Stored items:
※

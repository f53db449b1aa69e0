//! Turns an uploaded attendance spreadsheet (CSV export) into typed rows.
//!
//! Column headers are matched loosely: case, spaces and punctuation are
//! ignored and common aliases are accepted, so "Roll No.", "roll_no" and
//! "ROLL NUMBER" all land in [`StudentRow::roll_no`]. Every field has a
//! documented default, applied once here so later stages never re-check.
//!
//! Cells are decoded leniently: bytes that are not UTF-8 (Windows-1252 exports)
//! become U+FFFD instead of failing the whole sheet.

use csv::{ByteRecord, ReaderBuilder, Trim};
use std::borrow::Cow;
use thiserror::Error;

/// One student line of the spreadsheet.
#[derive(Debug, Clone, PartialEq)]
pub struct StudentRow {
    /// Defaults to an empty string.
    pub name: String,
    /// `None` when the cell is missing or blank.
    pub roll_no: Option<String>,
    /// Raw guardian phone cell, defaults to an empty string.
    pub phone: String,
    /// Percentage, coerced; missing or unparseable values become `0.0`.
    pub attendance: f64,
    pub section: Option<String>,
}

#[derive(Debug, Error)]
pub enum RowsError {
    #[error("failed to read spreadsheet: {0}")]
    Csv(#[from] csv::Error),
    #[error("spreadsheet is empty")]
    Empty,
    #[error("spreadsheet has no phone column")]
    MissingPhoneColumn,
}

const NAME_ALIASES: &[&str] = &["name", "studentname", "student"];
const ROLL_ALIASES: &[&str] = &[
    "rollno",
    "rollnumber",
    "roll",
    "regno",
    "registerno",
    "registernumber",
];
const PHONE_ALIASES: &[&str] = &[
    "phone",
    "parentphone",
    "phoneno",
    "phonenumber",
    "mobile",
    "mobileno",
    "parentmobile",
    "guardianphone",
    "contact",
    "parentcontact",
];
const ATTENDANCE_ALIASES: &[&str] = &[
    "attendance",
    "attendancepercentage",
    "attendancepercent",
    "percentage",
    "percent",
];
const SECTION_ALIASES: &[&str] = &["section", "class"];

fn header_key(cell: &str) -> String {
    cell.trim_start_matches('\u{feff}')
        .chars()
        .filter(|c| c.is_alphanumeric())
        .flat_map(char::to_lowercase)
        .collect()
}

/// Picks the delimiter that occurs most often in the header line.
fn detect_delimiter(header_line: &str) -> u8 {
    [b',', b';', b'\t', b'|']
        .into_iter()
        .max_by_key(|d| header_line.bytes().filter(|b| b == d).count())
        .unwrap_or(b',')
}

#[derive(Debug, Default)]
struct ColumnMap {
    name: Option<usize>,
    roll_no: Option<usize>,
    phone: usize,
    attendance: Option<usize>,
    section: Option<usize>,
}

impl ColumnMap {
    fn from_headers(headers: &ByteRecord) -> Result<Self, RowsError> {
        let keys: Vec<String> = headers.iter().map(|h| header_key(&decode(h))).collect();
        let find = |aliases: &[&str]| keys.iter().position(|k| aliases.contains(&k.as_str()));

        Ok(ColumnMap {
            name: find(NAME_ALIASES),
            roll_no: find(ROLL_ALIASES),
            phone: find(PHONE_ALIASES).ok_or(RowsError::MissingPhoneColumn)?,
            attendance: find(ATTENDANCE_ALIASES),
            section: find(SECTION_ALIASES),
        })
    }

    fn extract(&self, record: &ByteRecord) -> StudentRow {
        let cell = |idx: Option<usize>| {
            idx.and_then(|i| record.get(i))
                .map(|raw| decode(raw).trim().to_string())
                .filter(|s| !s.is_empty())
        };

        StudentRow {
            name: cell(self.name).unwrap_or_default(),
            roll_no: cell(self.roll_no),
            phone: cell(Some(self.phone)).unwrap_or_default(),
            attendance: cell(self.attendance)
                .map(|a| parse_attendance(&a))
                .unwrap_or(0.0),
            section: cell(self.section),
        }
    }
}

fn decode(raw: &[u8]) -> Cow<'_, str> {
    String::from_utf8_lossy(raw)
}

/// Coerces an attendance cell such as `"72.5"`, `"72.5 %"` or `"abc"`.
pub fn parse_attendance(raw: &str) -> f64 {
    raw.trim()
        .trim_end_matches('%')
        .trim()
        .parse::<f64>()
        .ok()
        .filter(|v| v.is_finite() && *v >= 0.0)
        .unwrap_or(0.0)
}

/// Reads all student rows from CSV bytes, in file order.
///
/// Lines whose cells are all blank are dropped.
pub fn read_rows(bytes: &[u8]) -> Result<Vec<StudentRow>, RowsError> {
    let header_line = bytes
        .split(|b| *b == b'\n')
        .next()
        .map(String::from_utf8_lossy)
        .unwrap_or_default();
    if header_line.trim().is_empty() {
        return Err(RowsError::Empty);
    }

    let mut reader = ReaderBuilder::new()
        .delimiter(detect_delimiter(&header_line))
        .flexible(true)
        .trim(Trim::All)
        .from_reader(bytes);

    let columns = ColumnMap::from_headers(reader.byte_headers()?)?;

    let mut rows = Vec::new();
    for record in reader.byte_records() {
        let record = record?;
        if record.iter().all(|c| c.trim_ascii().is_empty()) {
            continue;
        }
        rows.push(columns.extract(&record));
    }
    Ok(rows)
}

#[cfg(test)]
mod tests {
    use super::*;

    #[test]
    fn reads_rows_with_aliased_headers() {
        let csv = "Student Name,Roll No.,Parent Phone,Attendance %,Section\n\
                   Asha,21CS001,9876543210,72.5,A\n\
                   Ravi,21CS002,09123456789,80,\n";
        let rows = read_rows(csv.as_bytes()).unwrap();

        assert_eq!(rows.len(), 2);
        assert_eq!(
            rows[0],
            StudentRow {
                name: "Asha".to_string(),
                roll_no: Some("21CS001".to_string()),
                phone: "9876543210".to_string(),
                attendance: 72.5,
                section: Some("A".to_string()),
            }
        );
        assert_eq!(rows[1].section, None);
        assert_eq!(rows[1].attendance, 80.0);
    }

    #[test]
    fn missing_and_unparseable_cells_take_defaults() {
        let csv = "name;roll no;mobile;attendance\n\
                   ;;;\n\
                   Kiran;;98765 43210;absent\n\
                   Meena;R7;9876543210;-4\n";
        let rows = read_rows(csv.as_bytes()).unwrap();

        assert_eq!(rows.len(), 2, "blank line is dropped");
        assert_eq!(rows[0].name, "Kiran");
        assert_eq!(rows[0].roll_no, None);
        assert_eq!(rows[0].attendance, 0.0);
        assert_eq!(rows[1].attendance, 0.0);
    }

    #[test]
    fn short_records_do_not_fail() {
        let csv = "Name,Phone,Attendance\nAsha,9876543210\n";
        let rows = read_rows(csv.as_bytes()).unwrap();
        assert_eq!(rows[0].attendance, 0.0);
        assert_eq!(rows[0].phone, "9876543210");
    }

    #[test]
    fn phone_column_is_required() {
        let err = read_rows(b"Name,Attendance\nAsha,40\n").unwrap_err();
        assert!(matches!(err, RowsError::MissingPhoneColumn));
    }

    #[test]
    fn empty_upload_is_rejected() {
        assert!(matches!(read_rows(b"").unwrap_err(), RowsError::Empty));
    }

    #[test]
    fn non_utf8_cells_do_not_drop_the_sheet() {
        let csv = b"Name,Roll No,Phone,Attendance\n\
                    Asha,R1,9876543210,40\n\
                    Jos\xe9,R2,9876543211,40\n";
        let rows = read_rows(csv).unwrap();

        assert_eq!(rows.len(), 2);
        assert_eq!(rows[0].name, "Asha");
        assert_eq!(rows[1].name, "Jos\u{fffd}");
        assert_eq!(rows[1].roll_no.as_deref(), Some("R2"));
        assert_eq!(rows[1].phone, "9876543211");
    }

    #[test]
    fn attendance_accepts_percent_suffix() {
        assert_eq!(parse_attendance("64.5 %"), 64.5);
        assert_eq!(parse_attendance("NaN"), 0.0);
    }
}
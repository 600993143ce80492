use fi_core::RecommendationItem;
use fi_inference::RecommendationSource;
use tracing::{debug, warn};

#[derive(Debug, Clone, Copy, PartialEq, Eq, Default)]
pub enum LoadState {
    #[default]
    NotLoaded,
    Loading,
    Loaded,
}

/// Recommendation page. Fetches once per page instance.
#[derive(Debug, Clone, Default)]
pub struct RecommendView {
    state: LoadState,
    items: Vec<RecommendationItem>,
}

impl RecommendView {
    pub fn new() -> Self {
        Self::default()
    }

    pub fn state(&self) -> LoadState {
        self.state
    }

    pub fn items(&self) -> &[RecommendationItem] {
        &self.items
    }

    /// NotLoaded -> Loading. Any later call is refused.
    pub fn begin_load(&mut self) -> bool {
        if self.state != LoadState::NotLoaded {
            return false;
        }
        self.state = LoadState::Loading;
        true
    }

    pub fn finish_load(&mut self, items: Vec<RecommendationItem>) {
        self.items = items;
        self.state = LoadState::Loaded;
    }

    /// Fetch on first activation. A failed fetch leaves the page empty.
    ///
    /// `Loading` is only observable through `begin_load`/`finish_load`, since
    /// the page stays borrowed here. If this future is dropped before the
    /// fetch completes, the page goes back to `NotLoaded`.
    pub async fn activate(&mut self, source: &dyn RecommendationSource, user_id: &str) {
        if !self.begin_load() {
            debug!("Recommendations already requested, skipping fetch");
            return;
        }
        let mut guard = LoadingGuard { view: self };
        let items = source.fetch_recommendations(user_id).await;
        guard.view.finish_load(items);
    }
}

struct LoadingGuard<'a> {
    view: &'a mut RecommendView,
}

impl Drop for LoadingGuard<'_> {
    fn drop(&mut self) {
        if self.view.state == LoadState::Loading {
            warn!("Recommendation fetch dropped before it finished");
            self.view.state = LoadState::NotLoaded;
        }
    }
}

※

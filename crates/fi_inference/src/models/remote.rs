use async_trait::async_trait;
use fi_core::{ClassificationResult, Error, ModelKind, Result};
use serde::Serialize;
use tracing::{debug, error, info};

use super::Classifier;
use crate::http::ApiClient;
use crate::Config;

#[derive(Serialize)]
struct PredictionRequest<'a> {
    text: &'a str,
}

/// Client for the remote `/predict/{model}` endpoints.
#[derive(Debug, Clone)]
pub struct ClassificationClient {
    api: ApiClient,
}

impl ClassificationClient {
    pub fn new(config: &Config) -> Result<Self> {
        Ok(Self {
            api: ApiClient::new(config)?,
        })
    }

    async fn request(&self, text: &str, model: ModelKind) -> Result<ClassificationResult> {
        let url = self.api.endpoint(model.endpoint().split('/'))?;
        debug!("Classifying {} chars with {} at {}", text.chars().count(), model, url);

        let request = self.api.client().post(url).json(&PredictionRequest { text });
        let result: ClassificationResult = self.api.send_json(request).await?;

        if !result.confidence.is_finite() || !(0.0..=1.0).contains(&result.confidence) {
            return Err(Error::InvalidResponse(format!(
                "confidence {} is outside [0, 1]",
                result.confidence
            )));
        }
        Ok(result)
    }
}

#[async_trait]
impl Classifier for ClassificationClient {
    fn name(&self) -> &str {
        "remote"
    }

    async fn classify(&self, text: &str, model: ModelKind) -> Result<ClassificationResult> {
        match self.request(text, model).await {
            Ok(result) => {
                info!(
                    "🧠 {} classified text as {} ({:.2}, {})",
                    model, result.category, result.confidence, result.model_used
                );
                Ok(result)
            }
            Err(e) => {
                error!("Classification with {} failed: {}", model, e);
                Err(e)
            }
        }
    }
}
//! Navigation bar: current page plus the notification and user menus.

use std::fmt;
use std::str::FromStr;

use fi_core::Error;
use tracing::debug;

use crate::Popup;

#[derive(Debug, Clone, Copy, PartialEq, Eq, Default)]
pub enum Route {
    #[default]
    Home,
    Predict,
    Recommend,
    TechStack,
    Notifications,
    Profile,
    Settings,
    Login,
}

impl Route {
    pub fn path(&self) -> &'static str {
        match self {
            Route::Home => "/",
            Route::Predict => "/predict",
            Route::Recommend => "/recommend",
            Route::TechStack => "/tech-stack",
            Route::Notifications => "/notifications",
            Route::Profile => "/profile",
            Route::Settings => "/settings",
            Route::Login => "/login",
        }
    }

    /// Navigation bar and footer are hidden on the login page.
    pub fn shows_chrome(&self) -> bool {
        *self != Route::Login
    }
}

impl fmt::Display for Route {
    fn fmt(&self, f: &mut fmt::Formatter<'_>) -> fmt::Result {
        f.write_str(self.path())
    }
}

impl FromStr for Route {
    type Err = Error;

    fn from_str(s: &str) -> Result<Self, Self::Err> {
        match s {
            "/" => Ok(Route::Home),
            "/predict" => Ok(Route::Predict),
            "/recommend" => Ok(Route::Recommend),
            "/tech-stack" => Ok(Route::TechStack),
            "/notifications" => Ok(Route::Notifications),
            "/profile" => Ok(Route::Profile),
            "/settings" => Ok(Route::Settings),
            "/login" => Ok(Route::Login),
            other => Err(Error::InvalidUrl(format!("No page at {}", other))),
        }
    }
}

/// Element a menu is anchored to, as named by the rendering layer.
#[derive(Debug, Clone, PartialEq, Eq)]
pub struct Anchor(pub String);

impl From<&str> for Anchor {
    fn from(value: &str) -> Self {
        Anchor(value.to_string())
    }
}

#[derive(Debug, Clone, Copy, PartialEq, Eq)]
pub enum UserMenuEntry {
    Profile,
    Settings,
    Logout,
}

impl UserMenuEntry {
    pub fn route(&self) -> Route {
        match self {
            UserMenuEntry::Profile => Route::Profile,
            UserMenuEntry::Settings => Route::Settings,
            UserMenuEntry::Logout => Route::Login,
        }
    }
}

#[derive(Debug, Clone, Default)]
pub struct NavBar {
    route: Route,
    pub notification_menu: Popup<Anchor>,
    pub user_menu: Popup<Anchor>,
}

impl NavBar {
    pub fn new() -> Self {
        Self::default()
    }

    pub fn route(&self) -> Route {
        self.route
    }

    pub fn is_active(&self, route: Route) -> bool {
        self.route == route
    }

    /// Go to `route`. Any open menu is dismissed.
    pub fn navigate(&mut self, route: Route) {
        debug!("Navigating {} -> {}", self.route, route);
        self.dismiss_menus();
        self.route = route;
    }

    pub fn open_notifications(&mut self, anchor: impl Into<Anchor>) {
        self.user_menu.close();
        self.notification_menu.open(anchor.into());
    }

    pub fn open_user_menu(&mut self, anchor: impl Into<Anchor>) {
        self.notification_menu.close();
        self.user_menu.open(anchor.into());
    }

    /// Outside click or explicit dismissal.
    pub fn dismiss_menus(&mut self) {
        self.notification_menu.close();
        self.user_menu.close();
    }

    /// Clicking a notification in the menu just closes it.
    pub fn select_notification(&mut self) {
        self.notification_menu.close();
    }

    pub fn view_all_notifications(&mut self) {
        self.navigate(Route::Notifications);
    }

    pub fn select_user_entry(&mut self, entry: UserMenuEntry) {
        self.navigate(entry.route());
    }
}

※

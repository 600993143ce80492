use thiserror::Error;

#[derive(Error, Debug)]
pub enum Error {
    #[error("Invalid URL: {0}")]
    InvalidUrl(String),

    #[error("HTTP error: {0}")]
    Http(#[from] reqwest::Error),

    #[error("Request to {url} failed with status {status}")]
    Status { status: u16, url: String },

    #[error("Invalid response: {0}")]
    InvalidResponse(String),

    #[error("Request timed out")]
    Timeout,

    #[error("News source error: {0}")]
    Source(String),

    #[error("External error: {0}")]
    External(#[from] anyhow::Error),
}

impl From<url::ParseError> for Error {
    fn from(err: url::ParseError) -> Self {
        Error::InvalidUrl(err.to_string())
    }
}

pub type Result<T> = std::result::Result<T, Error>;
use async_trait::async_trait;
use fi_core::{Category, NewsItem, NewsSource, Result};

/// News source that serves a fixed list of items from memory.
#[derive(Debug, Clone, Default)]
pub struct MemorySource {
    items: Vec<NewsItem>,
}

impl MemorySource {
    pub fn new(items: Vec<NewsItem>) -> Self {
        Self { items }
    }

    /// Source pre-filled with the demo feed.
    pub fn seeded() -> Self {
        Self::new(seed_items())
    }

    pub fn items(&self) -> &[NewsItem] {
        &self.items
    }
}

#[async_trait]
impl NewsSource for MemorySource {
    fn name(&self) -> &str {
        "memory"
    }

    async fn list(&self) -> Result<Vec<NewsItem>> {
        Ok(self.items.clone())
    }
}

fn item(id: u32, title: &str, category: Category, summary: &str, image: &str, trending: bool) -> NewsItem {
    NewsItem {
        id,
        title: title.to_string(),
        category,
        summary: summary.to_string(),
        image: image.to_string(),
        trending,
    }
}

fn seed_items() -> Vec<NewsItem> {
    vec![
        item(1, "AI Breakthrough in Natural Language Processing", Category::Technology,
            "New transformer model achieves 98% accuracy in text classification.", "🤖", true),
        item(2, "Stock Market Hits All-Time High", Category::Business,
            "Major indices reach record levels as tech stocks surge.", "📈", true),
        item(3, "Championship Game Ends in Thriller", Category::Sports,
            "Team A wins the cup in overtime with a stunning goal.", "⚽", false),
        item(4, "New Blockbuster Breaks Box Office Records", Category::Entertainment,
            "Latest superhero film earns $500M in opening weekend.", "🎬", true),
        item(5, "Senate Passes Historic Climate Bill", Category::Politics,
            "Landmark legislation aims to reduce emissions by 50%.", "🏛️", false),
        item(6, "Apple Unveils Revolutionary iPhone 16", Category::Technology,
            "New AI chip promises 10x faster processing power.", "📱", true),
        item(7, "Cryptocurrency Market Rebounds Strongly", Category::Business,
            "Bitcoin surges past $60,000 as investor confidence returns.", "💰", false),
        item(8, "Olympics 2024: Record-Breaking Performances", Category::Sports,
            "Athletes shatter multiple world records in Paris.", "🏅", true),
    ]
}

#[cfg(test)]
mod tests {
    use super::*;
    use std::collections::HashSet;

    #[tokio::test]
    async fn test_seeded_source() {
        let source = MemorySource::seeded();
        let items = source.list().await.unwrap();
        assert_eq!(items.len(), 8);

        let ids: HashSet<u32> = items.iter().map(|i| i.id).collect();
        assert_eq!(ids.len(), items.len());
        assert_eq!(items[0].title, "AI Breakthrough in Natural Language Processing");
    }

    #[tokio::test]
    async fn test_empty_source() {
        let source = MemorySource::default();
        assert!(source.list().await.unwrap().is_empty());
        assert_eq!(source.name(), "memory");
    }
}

※

What this task involves
Could you transcribe the entries above word for word, from the line with "repository f53db449b1aa69e0" down to the line with "missing or blank.", keeping both?

Answer to this task
repository f53db449b1aa69e0
//! Turns an uploaded attendance spreadsheet (CSV export) into typed rows.
//!
//! Column headers are matched loosely: case, spaces and punctuation are
//! ignored and common aliases are accepted, so "Roll No.", "roll_no" and
//! "ROLL NUMBER" all land in [`StudentRow::roll_no`]. Every field has a
//! documented default, applied once here so later stages never re-check.
//!
//! Cells are decoded leniently: bytes that are not UTF-8 (Windows-1252 exports)
//! become U+FFFD instead of failing the whole sheet.

use csv::{ByteRecord, ReaderBuilder, Trim};
use std::borrow::Cow;
use thiserror::Error;

/// One student line of the spreadsheet.
#[derive(Debug, Clone, PartialEq)]
pub struct StudentRow {
    /// Defaults to an empty string.
    pub name: String,
    /// `None` when the cell is missing or blank.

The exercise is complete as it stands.